Early screening of pathogenic bacteria in foods plays an important role in foodborne disease prevention and control. In this study, we developed an optical biosensor for rapid and sensitive detection of Listeria monocytogenes combining immunomagnetic separation, urease catalysis and pH indication. The magnetic nanobeads (MNBs) conjugated with monoclonal antibodies (MAbs) by streptavidin-biotin binding were used for specifically and efficiently separating the Listeria cells from background to form magnetically labeled bacteria. Then, the gold nanoparticles (AuNPs) modified with urease and polyclonal antibodies (PAbs) by electrostatic adsorption were used to react with the magnetically labeled bacteria to form the MNB-MAb-Listeria-PAb-AuNP-urease complexes. The urease in the complexes could catalyze the hydrolysis of the urea into ammonium carbonate, which could lead to an increase in the pH value of the urea solution. Bromcresol purple was compared with phenol red and bromothymol blue and selected as the best pH indicator to monitor the color change, which could be measured at the characteristic wavelength of 588 nm for bacteria quantification. This proposed biosensor was able to detect Listeria monocytogenes as low as 1.0 × 10² CFU/mL, and had the mean recovery of 95.1% for Listeria in the spiked lettuce samples. This optical biosensor has showed its potential to provide a simple, low-cost and sensitive detection method for prevention and control of foodborne diseases.
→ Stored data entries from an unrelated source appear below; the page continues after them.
//! Transport abstractions for the simulator connection
//!
//! Provides AsyncReader/AsyncWriter traits so the receive loop and the send
//! path can run over TCP in production and in-memory pipes in tests.

use async_trait::async_trait;
use donkey_rl_core::{DonkeyError, Result};
use tokio::io::{AsyncBufReadExt, AsyncRead, AsyncReadExt, AsyncWrite, AsyncWriteExt, BufReader};

/// Largest single message accepted from the simulator (16MB)
pub const MAX_MESSAGE_LEN: usize = 16 * 1024 * 1024;

/// Trait for async reading from a transport
#[async_trait]
pub trait AsyncReader: Send {
    /// Read one complete message (without its terminator).
    ///
    /// End of stream is reported as `ConnectionLost`.
    async fn read_message(&mut self) -> Result<Vec<u8>>;
}

/// Trait for async writing to a transport
#[async_trait]
pub trait AsyncWriter: Send + Sync {
    /// Write one complete message
    async fn write_message(&mut self, data: &[u8]) -> Result<()>;

    /// Close the write side
    async fn shutdown(&mut self) -> Result<()> {
        Ok(())
    }
}

/// Newline-delimited message reader over any byte stream
pub struct LineReader<R> {
    inner: BufReader<R>,
}

impl<R: AsyncRead + Unpin + Send> LineReader<R> {
    pub fn new(inner: R) -> Self {
        Self {
            inner: BufReader::new(inner),
        }
    }
}

#[async_trait]
impl<R: AsyncRead + Unpin + Send> AsyncReader for LineReader<R> {
    async fn read_message(&mut self) -> Result<Vec<u8>> {
        loop {
            let mut line = Vec::new();
            let n = (&mut self.inner)
                .take(MAX_MESSAGE_LEN as u64 + 1)
                .read_until(b'\n', &mut line)
                .await
                .map_err(|e| DonkeyError::ConnectionLost(format!("read failed: {}", e)))?;

            if n == 0 {
                return Err(DonkeyError::ConnectionLost(
                    "simulator closed the connection".into(),
                ));
            }
            if line.last() == Some(&b'\n') {
                line.pop();
            } else if line.len() > MAX_MESSAGE_LEN {
                return Err(DonkeyError::ConnectionLost(format!(
                    "message exceeds {} bytes",
                    MAX_MESSAGE_LEN
                )));
            }
            if line.last() == Some(&b'\r') {
                line.pop();
            }

            // Blank keepalive lines carry nothing
            if line.iter().all(|b| b.is_ascii_whitespace()) {
                continue;
            }
            return Ok(line);
        }
    }
}

/// Newline-delimited message writer over any byte stream
pub struct LineWriter<W> {
    inner: W,
}

impl<W: AsyncWrite + Unpin + Send + Sync> LineWriter<W> {
    pub fn new(inner: W) -> Self {
        Self { inner }
    }
}

#[async_trait]
impl<W: AsyncWrite + Unpin + Send + Sync> AsyncWriter for LineWriter<W> {
    async fn write_message(&mut self, data: &[u8]) -> Result<()> {
        let mut framed = Vec::with_capacity(data.len() + 1);
        framed.extend_from_slice(data);
        framed.push(b'\n');

        self.inner
            .write_all(&framed)
            .await
            .map_err(|e| DonkeyError::ConnectionLost(format!("write failed: {}", e)))?;

        // Flush to ensure data is sent
        self.inner
            .flush()
            .await
            .map_err(|e| DonkeyError::ConnectionLost(format!("flush failed: {}", e)))?;

        Ok(())
    }

    async fn shutdown(&mut self) -> Result<()> {
        self.inner.shutdown().await.map_err(DonkeyError::from)
    }
}

#[cfg(test)]
mod tests {
    use super::*;
    use tokio::io::duplex;

    #[tokio::test]
    async fn test_line_roundtrip() {
        let (a, b) = duplex(1024);
        let mut writer = LineWriter::new(a);
        let mut reader = LineReader::new(b);

        writer.write_message(br#"{"msg_type":"ping"}"#).await.unwrap();
        writer.write_message(br#"{"msg_type":"car_loaded"}"#).await.unwrap();

        assert_eq!(reader.read_message().await.unwrap(), br#"{"msg_type":"ping"}"#);
        assert_eq!(reader.read_message().await.unwrap(), br#"{"msg_type":"car_loaded"}"#);
    }

    #[tokio::test]
    async fn test_skips_blank_lines_and_crlf() {
        let (mut a, b) = duplex(1024);
        let mut reader = LineReader::new(b);

        a.write_all(b"\n\r\n{\"msg_type\":\"ping\"}\r\n").await.unwrap();
        assert_eq!(reader.read_message().await.unwrap(), br#"{"msg_type":"ping"}"#);
    }

    #[tokio::test]
    async fn test_eof_is_connection_lost() {
        let (a, b) = duplex(64);
        let mut reader = LineReader::new(b);
        drop(a);

        let err = reader.read_message().await.unwrap_err();
        assert!(matches!(err, DonkeyError::ConnectionLost(_)));
    }

    #[tokio::test]
    async fn test_final_unterminated_message() {
        let (mut a, b) = duplex(64);
        let mut reader = LineReader::new(b);
        a.write_all(b"{\"msg_type\":\"ping\"}").await.unwrap();
        drop(a);

        assert_eq!(reader.read_message().await.unwrap(), br#"{"msg_type":"ping"}"#);
        assert!(reader.read_message().await.is_err());
    }

    #[tokio::test]
    async fn test_write_to_closed_peer_fails() {
        let (a, b) = duplex(64);
        let mut writer = LineWriter::new(a);
        drop(b);

        let err = writer.write_message(b"{}").await.unwrap_err();
        assert!(matches!(err, DonkeyError::ConnectionLost(_)));
    }
}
食品中病原细菌的早期筛查在食源性疾病的预防和控制中起着重要的作用。在这项研究中，我们开发了一种光学生物传感器，可结合免疫磁分离，脲酶催化和pH指示快速灵敏地检测单核细胞增生李斯特菌。通过抗生蛋白链菌素-生物素结合与单克隆抗体（MAb）缀合的磁性纳米珠（MNB）用于特异性和有效地将利斯特氏菌细胞与背景分离，以形成磁性标记的细菌。然后，用尿素酶修饰的金纳米颗粒（AuNPs）和通过静电吸附的多克隆抗体（PAbs）与磁性标记细菌反应形成MNB-MAb-李斯特菌-PAb-AuNP-脲酶复合物。配合物中的尿素酶可以催化尿素水解成碳酸铵，这可能导致尿素溶液的pH值增加。将溴甲酚紫与酚红和溴百里酚蓝进行了比较，并被选为监测颜色变化的最佳pH指示剂，可以在588 nm的特征波长处进行测量以进行细菌定量。提出的这种生物传感器能够检测低至1.0×10 ²  CFU / mL的单核细胞增生李斯特菌，并且在生菜样品中李斯特菌的平均回收率为95.1％。这种光学生物传感器已经显示出其潜力，可以提供一种简单，低成本和灵敏的检测方法来预防和控制食源性疾病。